Some faiths may impose strict prohibitions on the ranger's behavior. For example, the ranger may not be allowed to eat meat, wear head coverings, or start more than one fire in the same day.
Players and DMs may also make up their own religious requirements. Remember that a ranger might follow practices unlike other disciples of the same faith; just because most worshipers of a nature deity make shrines out of polished stone doesn't mean that a ranger can't build a shrine out of deer bones. Care should be taken to ensure that the practices don't conflict with the requirements of the ranger's character kit (it's unreasonable to expect a Sea Ranger to make an annual pilgrimage to the middle of a desert).
Most importantly, any routine practices should be simple enough that they don't distract from the campaign or tie up an undue amount of the ranger's time and effort. A ranger who has to come up with a weekly offering of 500 gp or must spend four hours per day in solitude won't be welcome in very many parties.
Once the practices are established, the ranger is expected to follow them. Should a ranger fail to uphold the requirements of the religion, or intentionally violate them, he may lose the use of his spells for a brief period, he may become ill, or one or more of his followers may desert him. The DM determines the penalty based on the severity of the ranger's negligence. In most cases, a warning should be enough (which the ranger may experience as a dream or vision), but continued abuse may call for a more severe response.
Rangers have much in common with druids. For instance, both classes are predominantly oriented toward nature. Both receive spells in similar ways; in fact, both of the ranger's spheres are shared with druids. Both strive to live up to the tenets of a higher power. They are natural allies against raiders, evil humanoids, and others who would despoil and ruin the land.
Some rangers won't form anything other than casual relationships with druids. They may work with them on projects of mutual interest and occasionally call on them for guidance or advice, but otherwise the rangers go their own way, oblivious to how druids exercise their faith and not particularly concerned with what goes on in their places of worship. In special circumstances, however, rangers and druids may establish more formal alliances, especially when a druid becomes a ranger's follower.

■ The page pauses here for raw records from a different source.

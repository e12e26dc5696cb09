//! Token-bucket rate limiting for the linebot runtime.
//!
//! Three tiers share one bucket implementation:
//!
//! - **Global outbound** — a single [`TokenBucket`] gating every reply sent
//!   to the platform, so a burst of webhooks cannot exceed the platform's
//!   push budget.
//! - **Per-conversation** — a [`KeyedLimiter`] mapping each chat to its own
//!   bucket, lazily created and swept once idle.
//! - **LLM quota** — an [`LlmQuota`] registry sized in requests per hour,
//!   with a reset estimate suitable for user-facing messages.
//!
//! # Examples
//!
//! ```
//! use linebot_ratelimit::TokenBucket;
//!
//! let bucket = TokenBucket::new(2, 0.0);
//! assert!(bucket.allow());
//! assert!(bucket.allow());
//! assert!(!bucket.allow());
//! ```
//!
//! Per-conversation limiting with a background sweeper:
//!
//! ```no_run
//! use linebot_ratelimit::KeyedLimiter;
//! use std::time::Duration;
//!
//! # async fn example() {
//! let limiter = KeyedLimiter::builder()
//!     .name("user")
//!     .capacity(5)
//!     .refill_per_sec(0.2)
//!     .sweep_interval(Duration::from_secs(300))
//!     .build();
//!
//! if !limiter.allow("U1234") {
//!     // tell the user to slow down
//! }
//! # limiter.stop();
//! # }
//! ```

mod bucket;
mod events;
mod quota;
mod registry;

pub use bucket::{TokenBucket, WaitError};
pub use events::RateLimitEvent;
pub use quota::LlmQuota;
pub use registry::{KeyedLimiter, KeyedLimiterBuilder};
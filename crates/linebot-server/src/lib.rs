//! Campus LINE-bot service.
//!
//! The webhook ingress acks the platform synchronously and processes
//! events on a detached worker; replies pass through per-conversation and
//! global rate limiters, unmatched questions go to the LLM intent parser
//! behind an hourly quota, and a background scheduler keeps the local
//! cache warm. When an object store is configured, instances elect a
//! leader that publishes compressed database snapshots for the others to
//! hot-swap.

pub mod app;
pub mod config;
pub mod handlers;
pub mod jobs;
pub mod line;
pub mod routes;
pub mod storage;
pub mod text;
pub mod upstream;
pub mod webhook;

pub use app::App;
pub use config::Config;
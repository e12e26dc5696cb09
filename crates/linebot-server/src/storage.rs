//! The storage-engine contract.
//!
//! The embedded relational engine is an external collaborator; the
//! service drives it exclusively through [`CacheStore`]. The in-memory
//! implementation here backs tests and single-node runs; a production
//! engine plugs in behind the same trait.

use async_trait::async_trait;
use linebot_sync::{SnapshotEngine, SyncError};
use serde::{Deserialize, Serialize};
use std::collections::HashMap;
use std::path::{Path, PathBuf};
use std::sync::RwLock;
use std::time::Duration;

/// Error from the storage engine.
#[derive(Debug, thiserror::Error)]
pub enum StorageError {
    #[error("io error: {0}")]
    Io(#[from] std::io::Error),
    #[error("serialization error: {0}")]
    Serde(#[from] serde_json::Error),
    #[error("unknown namespace {0}")]
    UnknownNamespace(String),
    #[error("store is closed")]
    Closed,
}

/// The engine surface the runtime core needs.
#[async_trait]
pub trait CacheStore: Send + Sync {
    /// True once the store can serve reads.
    async fn ready(&self) -> bool;

    /// The cache namespaces this store manages.
    fn namespaces(&self) -> Vec<String>;

    /// Number of live records in a namespace.
    async fn count(&self, namespace: &str) -> Result<u64, StorageError>;

    /// Removes records older than `ttl`; returns how many went.
    async fn delete_expired(&self, namespace: &str, ttl: Duration)
        -> Result<u64, StorageError>;

    /// Reclaims space after deletions.
    async fn compact(&self) -> Result<(), StorageError>;

    /// Writes a consistent snapshot of the whole store to `dest`.
    async fn create_snapshot(&self, dest: &Path) -> Result<(), StorageError>;

    /// Atomically adopts the database file at `new_db`.
    async fn swap(&self, new_db: &Path) -> Result<(), StorageError>;

    /// Flushes and closes the store.
    async fn close(&self) -> Result<(), StorageError>;
}

#[derive(Debug, Clone, Serialize, Deserialize)]
struct Record {
    value: serde_json::Value,
    inserted_at: i64,
}

#[derive(Debug, Default, Serialize, Deserialize)]
struct Tables {
    namespaces: HashMap<String, HashMap<String, Record>>,
}

/// In-memory [`CacheStore`] persisted as JSON at a file path, so
/// snapshot/swap behave like the real engine's file operations.
pub struct MemoryCacheStore {
    path: PathBuf,
    tables: RwLock<Tables>,
    closed: std::sync::atomic::AtomicBool,
}

const NAMESPACES: &[&str] = &["course", "id", "contact", "sticker"];

impl MemoryCacheStore {
    /// Opens the store, loading any previous contents at `path` (for
    /// example a restored snapshot).
    pub async fn open(path: impl AsRef<Path>) -> Result<Self, StorageError> {
        let path = path.as_ref().to_path_buf();
        let tables = match tokio::fs::read(&path).await {
            Ok(bytes) => serde_json::from_slice(&bytes).unwrap_or_default(),
            Err(_) => Tables::default(),
        };
        Ok(Self {
            path,
            tables: RwLock::new(tables),
            closed: std::sync::atomic::AtomicBool::new(false),
        })
    }

    /// Inserts a record stamped with the current time.
    pub fn put(
        &self,
        namespace: &str,
        key: &str,
        value: serde_json::Value,
    ) -> Result<(), StorageError> {
        self.ensure_namespace(namespace)?;
        let mut tables = self.tables.write().unwrap();
        tables
            .namespaces
            .entry(namespace.to_string())
            .or_default()
            .insert(
                key.to_string(),
                Record {
                    value,
                    inserted_at: chrono::Utc::now().timestamp(),
                },
            );
        Ok(())
    }

    /// Fetches a record's value.
    pub fn get(&self, namespace: &str, key: &str) -> Option<serde_json::Value> {
        let tables = self.tables.read().unwrap();
        tables
            .namespaces
            .get(namespace)
            .and_then(|ns| ns.get(key))
            .map(|r| r.value.clone())
    }

    fn ensure_namespace(&self, namespace: &str) -> Result<(), StorageError> {
        if NAMESPACES.contains(&namespace) {
            Ok(())
        } else {
            Err(StorageError::UnknownNamespace(namespace.to_string()))
        }
    }

    fn check_open(&self) -> Result<(), StorageError> {
        if self.closed.load(std::sync::atomic::Ordering::SeqCst) {
            Err(StorageError::Closed)
        } else {
            Ok(())
        }
    }
}

#[async_trait]
impl CacheStore for MemoryCacheStore {
    async fn ready(&self) -> bool {
        !self.closed.load(std::sync::atomic::Ordering::SeqCst)
    }

    fn namespaces(&self) -> Vec<String> {
        NAMESPACES.iter().map(|s| s.to_string()).collect()
    }

    async fn count(&self, namespace: &str) -> Result<u64, StorageError> {
        self.check_open()?;
        self.ensure_namespace(namespace)?;
        let tables = self.tables.read().unwrap();
        Ok(tables
            .namespaces
            .get(namespace)
            .map(|ns| ns.len() as u64)
            .unwrap_or(0))
    }

    async fn delete_expired(
        &self,
        namespace: &str,
        ttl: Duration,
    ) -> Result<u64, StorageError> {
        self.check_open()?;
        self.ensure_namespace(namespace)?;
        let cutoff = chrono::Utc::now().timestamp() - ttl.as_secs() as i64;
        let mut tables = self.tables.write().unwrap();
        let Some(ns) = tables.namespaces.get_mut(namespace) else {
            return Ok(0);
        };
        let before = ns.len();
        ns.retain(|_, record| record.inserted_at > cutoff);
        Ok((before - ns.len()) as u64)
    }

    async fn compact(&self) -> Result<(), StorageError> {
        self.check_open()?;
        let bytes = {
            let tables = self.tables.read().unwrap();
            serde_json::to_vec(&*tables)?
        };
        tokio::fs::write(&self.path, bytes).await?;
        Ok(())
    }

    async fn create_snapshot(&self, dest: &Path) -> Result<(), StorageError> {
        self.check_open()?;
        let bytes = {
            let tables = self.tables.read().unwrap();
            serde_json::to_vec(&*tables)?
        };
        tokio::fs::write(dest, bytes).await?;
        Ok(())
    }

    async fn swap(&self, new_db: &Path) -> Result<(), StorageError> {
        self.check_open()?;
        let bytes = tokio::fs::read(new_db).await?;
        let incoming: Tables = serde_json::from_slice(&bytes)?;
        *self.tables.write().unwrap() = incoming;
        tokio::fs::rename(new_db, &self.path).await?;
        Ok(())
    }

    async fn close(&self) -> Result<(), StorageError> {
        let bytes = {
            let tables = self.tables.read().unwrap();
            serde_json::to_vec(&*tables)?
        };
        tokio::fs::write(&self.path, bytes).await?;
        self.closed
            .store(true, std::sync::atomic::Ordering::SeqCst);
        Ok(())
    }
}

/// Adapts a [`CacheStore`] to the snapshot manager's engine trait.
pub struct EngineAdapter(pub std::sync::Arc<dyn CacheStore>);

#[async_trait]
impl SnapshotEngine for EngineAdapter {
    async fn create_snapshot(&self, dest: &Path) -> Result<(), SyncError> {
        self.0
            .create_snapshot(dest)
            .await
            .map_err(|e| SyncError::Engine(e.to_string()))
    }

    async fn swap(&self, new_db: &Path) -> Result<(), SyncError> {
        self.0
            .swap(new_db)
            .await
            .map_err(|e| SyncError::Engine(e.to_string()))
    }
}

Any ranger may acquire a low-level druid as a follower, and may do so for a variety of reasons. If the ranger is skilled in areas in which the druid is deficient, the druid may seek him out as a teacher. The druid's superior may instruct him to serve a ranger as part of a penance, or to serve as a go-between for a network of wilderness protectors that exchanges information and favors. Or like other human followers, the druid may be drawn by the ranger's reputation, hoping for a working relationship that will allow the projects of both to prosper.